══ Source records ══
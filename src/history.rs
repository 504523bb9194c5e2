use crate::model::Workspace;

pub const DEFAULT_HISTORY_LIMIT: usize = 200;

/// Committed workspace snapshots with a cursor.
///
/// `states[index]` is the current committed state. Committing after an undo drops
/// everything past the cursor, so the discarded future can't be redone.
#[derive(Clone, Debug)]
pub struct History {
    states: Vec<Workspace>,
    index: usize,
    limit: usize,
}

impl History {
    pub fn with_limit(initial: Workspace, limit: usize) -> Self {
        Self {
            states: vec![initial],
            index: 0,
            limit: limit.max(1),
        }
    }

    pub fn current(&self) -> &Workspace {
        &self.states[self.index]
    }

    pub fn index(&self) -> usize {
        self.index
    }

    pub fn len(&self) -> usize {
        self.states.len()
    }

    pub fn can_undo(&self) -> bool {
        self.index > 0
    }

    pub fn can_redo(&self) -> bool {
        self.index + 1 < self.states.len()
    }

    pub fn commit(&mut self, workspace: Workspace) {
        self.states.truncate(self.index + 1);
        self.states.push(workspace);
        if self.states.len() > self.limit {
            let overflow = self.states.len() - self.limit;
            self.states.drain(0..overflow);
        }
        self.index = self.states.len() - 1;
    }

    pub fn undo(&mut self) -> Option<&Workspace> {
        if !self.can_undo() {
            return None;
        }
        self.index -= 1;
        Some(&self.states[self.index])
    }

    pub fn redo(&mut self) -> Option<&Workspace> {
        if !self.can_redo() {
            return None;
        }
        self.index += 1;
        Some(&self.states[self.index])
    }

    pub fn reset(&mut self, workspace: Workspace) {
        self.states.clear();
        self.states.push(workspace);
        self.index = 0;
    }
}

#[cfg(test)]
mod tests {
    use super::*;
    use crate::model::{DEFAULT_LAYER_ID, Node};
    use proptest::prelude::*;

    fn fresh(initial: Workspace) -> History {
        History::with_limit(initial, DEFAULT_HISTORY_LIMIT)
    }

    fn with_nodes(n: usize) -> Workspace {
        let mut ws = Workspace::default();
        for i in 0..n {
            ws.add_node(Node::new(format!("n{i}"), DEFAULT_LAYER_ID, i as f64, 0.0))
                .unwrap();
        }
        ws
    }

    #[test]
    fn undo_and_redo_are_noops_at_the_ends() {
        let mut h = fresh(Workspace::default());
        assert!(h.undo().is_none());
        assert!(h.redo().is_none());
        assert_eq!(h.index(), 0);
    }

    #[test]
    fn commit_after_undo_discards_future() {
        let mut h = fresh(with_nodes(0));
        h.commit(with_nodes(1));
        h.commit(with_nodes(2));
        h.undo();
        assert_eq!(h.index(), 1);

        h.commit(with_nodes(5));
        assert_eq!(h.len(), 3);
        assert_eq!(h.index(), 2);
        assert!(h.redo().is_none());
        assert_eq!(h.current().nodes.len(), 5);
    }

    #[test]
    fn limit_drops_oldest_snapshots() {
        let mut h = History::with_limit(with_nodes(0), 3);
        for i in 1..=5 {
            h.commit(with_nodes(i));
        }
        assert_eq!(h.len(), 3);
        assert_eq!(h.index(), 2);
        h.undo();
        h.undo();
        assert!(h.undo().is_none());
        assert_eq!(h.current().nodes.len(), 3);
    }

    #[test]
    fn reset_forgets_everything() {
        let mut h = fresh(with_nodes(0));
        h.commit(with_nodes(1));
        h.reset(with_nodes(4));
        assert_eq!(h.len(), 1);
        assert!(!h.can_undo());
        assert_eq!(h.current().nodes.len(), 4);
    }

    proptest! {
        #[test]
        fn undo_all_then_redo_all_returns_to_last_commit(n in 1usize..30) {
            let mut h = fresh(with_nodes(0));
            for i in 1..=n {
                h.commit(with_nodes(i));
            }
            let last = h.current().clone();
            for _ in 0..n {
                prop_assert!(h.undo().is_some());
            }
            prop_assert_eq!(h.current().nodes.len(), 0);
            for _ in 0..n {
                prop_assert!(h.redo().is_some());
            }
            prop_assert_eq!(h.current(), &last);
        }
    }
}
═══
• [Prompt]:
Go through the records above and set each one down exactly, please.

• [Finished exercise]:
filename src/history.rs
repository 504523bb9194c5e2
use crate::model::Workspace;

pub const DEFAULT_HISTORY_LIMIT: usize = 200;

/// Committed workspace snapshots with a cursor.
///
/// `states[index]` is the current committed state. Committing after an undo drops
/// everything past the cursor, so the discarded future can't be redone.
#[derive(Clone, Debug)]
pub struct History {
    states: Vec<Workspace>,
    index: usize,
    limit: usize,
}

impl History {
    pub fn with_limit(initial: Workspace, limit: usize) -> Self {
        Self {
            states: vec![initial],
            index: 0,
            limit: limit.max(1),
        }
    }

    pub fn current(&self) -> &Workspace {
        &self.states[self.index]
    }

    pub fn index(&self) -> usize {
        self.index
    }

    pub fn len(&self) -> usize {
        self.states.len()
    }

    pub fn can_undo(&self) -> bool {
        self.index > 0
    }

    pub fn can_redo(&self) -> bool {
        self.index + 1 < self.states.len()
    }

    pub fn commit(&mut self, workspace: Workspace) {
        self.states.truncate(self.index + 1);
        self.states.push(workspace);
        if self.states.len() > self.limit {
            let overflow = self.states.len() - self.limit;
            self.states.drain(0..overflow);
        }
        self.index = self.states.len() - 1;
    }

    pub fn undo(&mut self) -> Option<&Workspace> {
        if !self.can_undo() {
            return None;
        }
        self.index -= 1;
        Some(&self.states[self.index])
    }

    pub fn redo(&mut self) -> Option<&Workspace> {
        if !self.can_redo() {
            return None;
        }
        self.index += 1;
        Some(&self.states[self.index])
    }

    pub fn reset(&mut self, workspace: Workspace) {
        self.states.clear();
        self.states.push(workspace);
        self.index = 0;
    }
}

#[cfg(test)]
mod tests {
    use super::*;
    use crate::model::{DEFAULT_LAYER_ID, Node};
    use proptest::prelude::*;

    fn fresh(initial: Workspace) -> History {
        History::with_limit(initial, DEFAULT_HISTORY_LIMIT)
    }

    fn with_nodes(n: usize) -> Workspace {
        let mut ws = Workspace::default();
        for i in 0..n {
            ws.add_node(Node::new(format!("n{i}"), DEFAULT_LAYER_ID, i as f64, 0.0))
                .unwrap();
        }
        ws
    }

    #[test]
    fn undo_and_redo_are_noops_at_the_ends() {
        let mut h = fresh(Workspace::default());
        assert!(h.undo().is_none());
        assert!(h.redo().is_none());
        assert_eq!(h.index(), 0);
    }

    #[test]
    fn commit_after_undo_discards_future() {
        let mut h = fresh(with_nodes(0));
        h.commit(with_nodes(1));
        h.commit(with_nodes(2));
        h.undo();
        assert_eq!(h.index(), 1);

        h.commit(with_nodes(5));
        assert_eq!(h.len(), 3);
        assert_eq!(h.index(), 2);
        assert!(h.redo().is_none());
        assert_eq!(h.current().nodes.len(), 5);
    }

    #[test]
    fn limit_drops_oldest_snapshots() {
        let mut h = History::with_limit(with_nodes(0), 3);
        for i in 1..=5 {
            h.commit(with_nodes(i));
        }
        assert_eq!(h.len(), 3);
        assert_eq!(h.index(), 2);
        h.undo();
        h.undo();
        assert!(h.undo().is_none());
        assert_eq!(h.current().nodes.len(), 3);
    }

    #[test]
    fn reset_forgets_everything() {
        let mut h = fresh(with_nodes(0));
        h.commit(with_nodes(1));
        h.reset(with_nodes(4));
        assert_eq!(h.len(), 1);
        assert!(!h.can_undo());
        assert_eq!(h.current().nodes.len(), 4);
    }

    proptest! {
        #[test]
        fn undo_all_then_redo_all_returns_to_last_commit(n in 1usize..30) {
            let mut h = fresh(with_nodes(0));
            for i in 1..=n {
                h.commit(with_nodes(i));
            }
            let last = h.current().clone();
            for _ in 0..n {
                prop_assert!(h.undo().is_some());
            }
            prop_assert_eq!(h.current().nodes.len(), 0);
            for _ in 0..n {
                prop_assert!(h.redo().is_some());
            }
            prop_assert_eq!(h.current(), &last);
        }
    }
}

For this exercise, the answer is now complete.